* [Exercise]: Once the line containing "#[derive(Debug, Clone)]" has been copied, stop; copy every line before it exactly, beginning with the first line of the material below.
# # #
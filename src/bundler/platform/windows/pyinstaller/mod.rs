//! Single-file Windows executables via PyInstaller.
//!
//! # Module Organization
//!
//! - `toolset` - PyInstaller archive caching, download and extraction
//! - `build` - `python -m PyInstaller` execution

mod build;
mod toolset;

pub use build::{pyinstaller_args, run_pyinstaller};
pub use toolset::{
    HttpDownloader, ToolsetDownloader, ensure_toolset_archive, extract_toolset, is_valid_archive,
    top_level_dir,
};

use crate::bundler::{builder::tool_detection, error::Result, settings::Settings};
use std::path::PathBuf;

/// Paths produced by a PyInstaller run.
#[derive(Debug, Clone)]
pub struct PyInstallerBuild {
    /// The built `<product>.exe`.
    pub exe_path: PathBuf,
    /// Distribution directory holding the executable.
    pub dist_dir: PathBuf,
    /// Extracted PyInstaller source tree.
    pub toolset_root: PathBuf,
}

/// Builds the product as a single-file executable.
///
/// # Process
///
/// 1. Reuse the cached PyInstaller archive or download it
/// 2. Extract it into the work directory
/// 3. Run `python -m PyInstaller -F` from the extracted root
///
/// Scratch directories are left in place; removing them is the caller's job.
pub async fn bundle_project<D: ToolsetDownloader>(
    settings: &Settings,
    version: &str,
    downloader: &D,
) -> Result<PyInstallerBuild> {
    let archive_path = ensure_toolset_archive(settings, downloader).await?;
    let toolset_root = extract_toolset(&archive_path, settings.work_dir()).await?;

    let python = tool_detection::resolve_python(settings).await?;
    let dist_dir = settings.dist_dir(version);

    log::info!("Building version {}...", version);
    run_pyinstaller(
        &python,
        &toolset_root,
        &dist_dir,
        settings.product_name(),
        &settings.entry_script(),
    )
    .await?;

    Ok(PyInstallerBuild {
        exe_path: dist_dir.join(settings.exe_name()),
        dist_dir,
        toolset_root,
    })
}
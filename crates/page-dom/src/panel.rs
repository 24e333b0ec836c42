use shared_types::{AnalysisResult, IssueRecord};

pub const CARD_CLASS: &str = "issue-item";
pub const CARD_INDEX_ATTR: &str = "data-issue-index";
pub const CLOSE_BUTTON_CLASS: &str = "panel-close-btn";

#[derive(Debug, Clone, PartialEq)]
pub struct IssueCard {
    pub index: usize,
    pub issue: IssueRecord,
    pub is_selected: bool,
}

/// Results panel state: the displayed issues in card order
#[derive(Debug, Clone, Default)]
pub struct IssuePanel {
    cards: Vec<IssueCard>,
    summary: String,
    recommendations: Vec<String>,
    selected: Option<usize>,
}

impl IssuePanel {
    /// Panel for an already filtered result
    pub fn from_result(result: &AnalysisResult) -> Self {
        Self {
            cards: result
                .issues
                .iter()
                .cloned()
                .enumerate()
                .map(|(index, issue)| IssueCard {
                    index,
                    issue,
                    is_selected: false,
                })
                .collect(),
            summary: result.summary.clone(),
            recommendations: result.recommendations.clone(),
            selected: None,
        }
    }

    pub fn len(&self) -> usize {
        self.cards.len()
    }

    pub fn is_empty(&self) -> bool {
        self.cards.is_empty()
    }

    /// Mark the card at `index` selected and return the exact record it
    /// shows. An unknown index clears the selection.
    pub fn select(&mut self, index: usize) -> Option<&IssueRecord> {
        for card in &mut self.cards {
            card.is_selected = card.index == index;
        }
        self.selected = self.cards.get(index).map(|card| card.index);
        self.selected.map(|i| &self.cards[i].issue)
    }

    pub fn selected(&self) -> Option<&IssueCard> {
        self.selected.and_then(|i| self.cards.get(i))
    }

    /// Inner markup of the panel root element
    pub fn render_html(&self) -> String {
        let mut out = String::new();
        out.push_str(&format!(
            "<div class=\"panel-header\"><h3>Privacy Analysis Results</h3>\
             <button class=\"{}\">\u{00d7}</button></div>",
            CLOSE_BUTTON_CLASS
        ));
        out.push_str("<div class=\"panel-content\"><div class=\"analysis-summary\">");
        out.push_str(&format!(
            "<p><strong>Issues Found:</strong> {}</p><p><strong>Summary:</strong> {}</p></div>",
            self.cards.len(),
            escape(&self.summary)
        ));

        out.push_str("<div class=\"issues-list\">");
        if self.cards.is_empty() {
            out.push_str("<p class=\"no-issues\">No major privacy concerns detected!</p>");
        }
        for card in &self.cards {
            let issue = &card.issue;
            let severity = issue.severity.as_str();
            out.push_str(&format!(
                "<div class=\"{} {}\" {}=\"{}\"><div class=\"issue-header\">\
                 <span class=\"severity-badge severity-{}\">{}</span>\
                 <span class=\"issue-title\">{}</span></div>\
                 <div class=\"issue-description\">{}</div>\
                 <div class=\"issue-category\"><strong>Category:</strong> {}</div>\
                 <div class=\"issue-suggestion\"><strong>Legal Suggestion:</strong> {}</div>\
                 <div class=\"issue-context\"><strong>Found in text:</strong>\
                 <div class=\"context-text\">\"{}\"</div></div></div>",
                CARD_CLASS,
                severity,
                CARD_INDEX_ATTR,
                card.index,
                severity,
                severity.to_uppercase(),
                escape(&issue.title),
                escape(&issue.description),
                escape(&issue.category),
                escape(&issue.legal_suggestion),
                escape(&issue.matched_text),
            ));
        }
        out.push_str("</div>");

        out.push_str("<div class=\"recommendations\"><h4>Recommendations:</h4><ul>");
        for rec in &self.recommendations {
            out.push_str(&format!("<li>{}</li>", escape(rec)));
        }
        out.push_str("</ul></div></div>");
        out
    }
}

/// Card index carried by a clicked panel element
pub fn card_index(value: &str) -> Option<usize> {
    value.trim().parse().ok()
}

fn escape(text: &str) -> String {
    text.replace('&', "&amp;")
        .replace('<', "&lt;")
        .replace('>', "&gt;")
        .replace('"', "&quot;")
}
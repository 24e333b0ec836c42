//! Analysis prompt sent to the model
//!
//! The policy text is cut to the configured number of characters and
//! appended to the instructions.

use crate::patterns::truncate_chars;

const INSTRUCTIONS: &str = r#"You are a privacy law expert. Analyze the following privacy policy text and identify potential privacy concerns.

Return a JSON response with this exact structure (ensure valid JSON format):

{
  "issues": [
    {
      "id": "unique_id",
      "severity": "high|medium|low",
      "category": "Data Sharing|Data Retention|Tracking|Security|User Rights|Policy Changes",
      "title": "Brief title",
      "description": "What the issue is",
      "legalSuggestion": "What users should know or do",
      "matchedText": "The relevant text from the policy, quoted exactly",
      "context": "Surrounding context"
    }
  ],
  "summary": "Brief summary of the analysis",
  "recommendations": ["List of recommendations for users"]
}

Focus on identifying:
- Data sharing with third parties
- Indefinite data retention
- Extensive tracking and monitoring
- Vague security measures
- Limited user rights
- Unilateral policy changes

Privacy policy text to analyze:
"#;

/// Prompt for one analysis, with the policy text cut to `max_input_chars`
pub fn build_prompt(text: &str, max_input_chars: usize) -> String {
    let body = truncate_chars(text, max_input_chars);
    let mut prompt = String::with_capacity(INSTRUCTIONS.len() + body.len());
    prompt.push_str(INSTRUCTIONS);
    prompt.push_str(body);
    prompt
}
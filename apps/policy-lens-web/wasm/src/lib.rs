use anyhow::{anyhow, Context};
use page_dom::{Document, ExtractOptions};
use policy_engine::remote::GeminiClient;
use policy_engine::{
    AnalysisError, AnalysisOutcome, AnalyzerRegistry, Detector, PageAnalyzer, RemoteConfig,
    RemoteDetector,
};
use serde::Serialize;
use shared_types::{AnalysisResult, IssueRecord, Settings};
use std::rc::Rc;
use wasm_bindgen::prelude::*;

pub mod backoff;
pub mod panel_view;
pub mod progress;
pub mod storage;
pub mod web_dom;

pub use backoff::TimerBackoff;
pub use progress::OverlayProgress;
pub use storage::LocalStore;
pub use web_dom::WebDom;

thread_local! {
    static REGISTRY: AnalyzerRegistry<LocalStore> = AnalyzerRegistry::new();
}

fn to_js(err: anyhow::Error) -> JsValue {
    JsValue::from_str(&format!("{:#}", err))
}

fn js_error(err: JsValue) -> anyhow::Error {
    anyhow!(err.as_string().unwrap_or_else(|| format!("{:?}", err)))
}

fn window_document() -> anyhow::Result<web_sys::Document> {
    web_sys::window()
        .and_then(|window| window.document())
        .ok_or_else(|| anyhow!("No document"))
}

fn current_url() -> String {
    web_sys::window()
        .and_then(|window| window.location().href().ok())
        .unwrap_or_default()
}

/// Snapshot of the live page as an arena document
fn snapshot_page() -> anyhow::Result<Document> {
    let html = window_document()?
        .document_element()
        .map(|root| root.outer_html())
        .ok_or_else(|| anyhow!("Document has no root element"))?;
    Ok(Document::parse_with_url(&html, &current_url()))
}

fn parse_settings(settings_json: &str) -> anyhow::Result<Settings> {
    if settings_json.trim().is_empty() {
        return Ok(Settings::default());
    }
    serde_json::from_str(settings_json).context("Failed to parse settings")
}

fn current_analyzer() -> anyhow::Result<Rc<PageAnalyzer<LocalStore>>> {
    REGISTRY
        .with(|registry| registry.current())
        .ok_or_else(|| anyhow!("Page analyzer is not initialized"))
}

fn remote_detector() -> anyhow::Result<RemoteDetector> {
    let config = RemoteConfig::default();
    let client = GeminiClient::new(config.base_url.clone())?;
    Ok(RemoteDetector::new(
        Box::new(client),
        Box::new(TimerBackoff),
        config,
    ))
}

/// Outcome of `startAnalysis` as seen by the extension scripts
#[derive(Debug, Serialize, PartialEq)]
#[serde(tag = "status", rename_all = "lowercase")]
enum AnalysisReply {
    Skipped,
    Cancelled,
    Completed { result: AnalysisResult },
    Error { error: String },
}

impl From<AnalysisOutcome> for AnalysisReply {
    fn from(outcome: AnalysisOutcome) -> Self {
        match outcome {
            AnalysisOutcome::Skipped => AnalysisReply::Skipped,
            AnalysisOutcome::Cancelled => AnalysisReply::Cancelled,
            AnalysisOutcome::Completed(result) => AnalysisReply::Completed { result },
            AnalysisOutcome::Failed(err) => AnalysisReply::Error {
                error: err.to_string(),
            },
        }
    }
}

/// Create the analyzer for this page visit, replacing any previous one.
/// Returns the visit id.
#[wasm_bindgen(js_name = initPageAnalyzer)]
pub fn init_page_analyzer() -> Result<String, JsValue> {
    console_error_panic_hook::set_once();

    let store = LocalStore::open().map_err(|e| to_js(e.into()))?;
    let visit_id = uuid::Uuid::new_v4().to_string();
    let analyzer = PageAnalyzer::new(visit_id.clone(), current_url(), store);
    REGISTRY.with(|registry| registry.install(analyzer));
    Ok(visit_id)
}

/// Tear down on navigation or unload; the visit's stored record is removed
#[wasm_bindgen(js_name = teardownPageAnalyzer)]
pub fn teardown_page_analyzer() -> bool {
    REGISTRY.with(|registry| registry.teardown())
}

#[wasm_bindgen(js_name = extractPolicyText)]
pub fn extract_policy_text(substantial: bool) -> Result<String, JsValue> {
    let options = if substantial {
        ExtractOptions::substantial()
    } else {
        ExtractOptions::first_match()
    };
    let page = snapshot_page().map_err(to_js)?;
    Ok(page_dom::extract_policy_text(&page, &options))
}

/// Strict check used to gate a full analysis
#[wasm_bindgen(js_name = hasPrivacyContent)]
pub fn has_privacy_content() -> bool {
    match snapshot_page() {
        Ok(page) => page_dom::strict_privacy_check(&page),
        Err(err) => {
            web_sys::console::error_1(&format!("Error detecting privacy content: {:#}", err).into());
            false
        }
    }
}

#[wasm_bindgen(js_name = quickPrivacyCheck)]
pub fn quick_privacy_check() -> bool {
    snapshot_page()
        .map(|page| page_dom::quick_privacy_check(&page))
        .unwrap_or(false)
}

#[wasm_bindgen(js_name = isPrivacyRelatedUrl)]
pub fn is_privacy_related_url(url: &str) -> bool {
    page_dom::is_privacy_related_url(url)
}

/// Run one analysis of the current page. Resolves to a JSON reply whose
/// `status` is one of `skipped`, `cancelled`, `completed` or `error`.
#[wasm_bindgen(js_name = startAnalysis)]
pub async fn start_analysis(settings_json: String) -> Result<String, JsValue> {
    run_analysis(&settings_json).await.map_err(to_js)
}

async fn run_analysis(settings_json: &str) -> anyhow::Result<String> {
    let settings = parse_settings(settings_json)?;
    let analyzer = current_analyzer()?;
    let document = window_document()?;

    let text = page_dom::extract_policy_text(&snapshot_page()?, &ExtractOptions::first_match());
    let remote = if settings.wants_remote() {
        Some(remote_detector()?)
    } else {
        None
    };
    let detector = Detector::select(&settings, remote);
    let progress = OverlayProgress::new(document.clone(), "Analyzing privacy policy...");

    let outcome = analyzer
        .start_analysis(&text, &settings, &detector, &progress)
        .await;

    if let AnalysisOutcome::Completed(result) = &outcome {
        panel_view::show_panel(&document, result).map_err(js_error)?;
    }
    Ok(serde_json::to_string(&AnalysisReply::from(outcome))?)
}

/// Open the results panel from the latest analysis. Returns false when no
/// analysis exists yet for this visit.
#[wasm_bindgen(js_name = showPanel)]
pub fn show_panel(settings_json: &str) -> Result<bool, JsValue> {
    let settings = parse_settings(settings_json).map_err(to_js)?;
    let analyzer = current_analyzer().map_err(to_js)?;

    let result = match analyzer.current_result(&settings) {
        Ok(result) => result,
        Err(AnalysisError::NoAnalysisAvailable) => {
            web_sys::console::warn_1(&"No analysis results found. Run an analysis first.".into());
            return Ok(false);
        }
        Err(err) => return Err(to_js(err.into())),
    };

    let document = window_document().map_err(to_js)?;
    panel_view::show_panel(&document, &result)?;
    Ok(true)
}

/// Highlight one issue record (JSON). Returns whether a marker was placed.
#[wasm_bindgen(js_name = highlightIssue)]
pub fn highlight_issue(issue_json: &str) -> Result<bool, JsValue> {
    let issue: IssueRecord = serde_json::from_str(issue_json)
        .map_err(|e| JsValue::from_str(&format!("Failed to parse issue: {}", e)))?;
    let mut dom = WebDom::current().map_err(|e| to_js(e.into()))?;
    Ok(page_dom::highlight_issue(&mut dom, &issue).placed())
}

#[wasm_bindgen(js_name = removeHighlights)]
pub fn remove_highlights() -> Result<u32, JsValue> {
    let mut dom = WebDom::current().map_err(|e| to_js(e.into()))?;
    Ok(page_dom::remove_highlights(&mut dom) as u32)
}

/// Check an API key against the probe models. Resolves to the first model
/// that answered.
#[wasm_bindgen(js_name = testApiKey)]
pub async fn test_api_key(api_key: String) -> Result<String, JsValue> {
    let client = GeminiClient::new(policy_engine::remote::DEFAULT_BASE_URL).map_err(|e| to_js(e.into()))?;
    policy_engine::remote::probe_api_key(&client, &api_key)
        .await
        .map(str::to_string)
        .map_err(|e| to_js(e.into()))
}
# # #
* [Problem solution]:
filename src/bundler/platform/windows/pyinstaller/mod.rs
//! Single-file Windows executables via PyInstaller.
//!
//! # Module Organization
//!
//! - `toolset` - PyInstaller archive caching, download and extraction
//! - `build` - `python -m PyInstaller` execution

mod build;
mod toolset;

pub use build::{pyinstaller_args, run_pyinstaller};
pub use toolset::{
    HttpDownloader, ToolsetDownloader, ensure_toolset_archive, extract_toolset, is_valid_archive,
    top_level_dir,
};

use crate::bundler::{builder::tool_detection, error::Result, settings::Settings};
use std::path::PathBuf;

/// Paths produced by a PyInstaller run.
#[derive(Debug, Clone)]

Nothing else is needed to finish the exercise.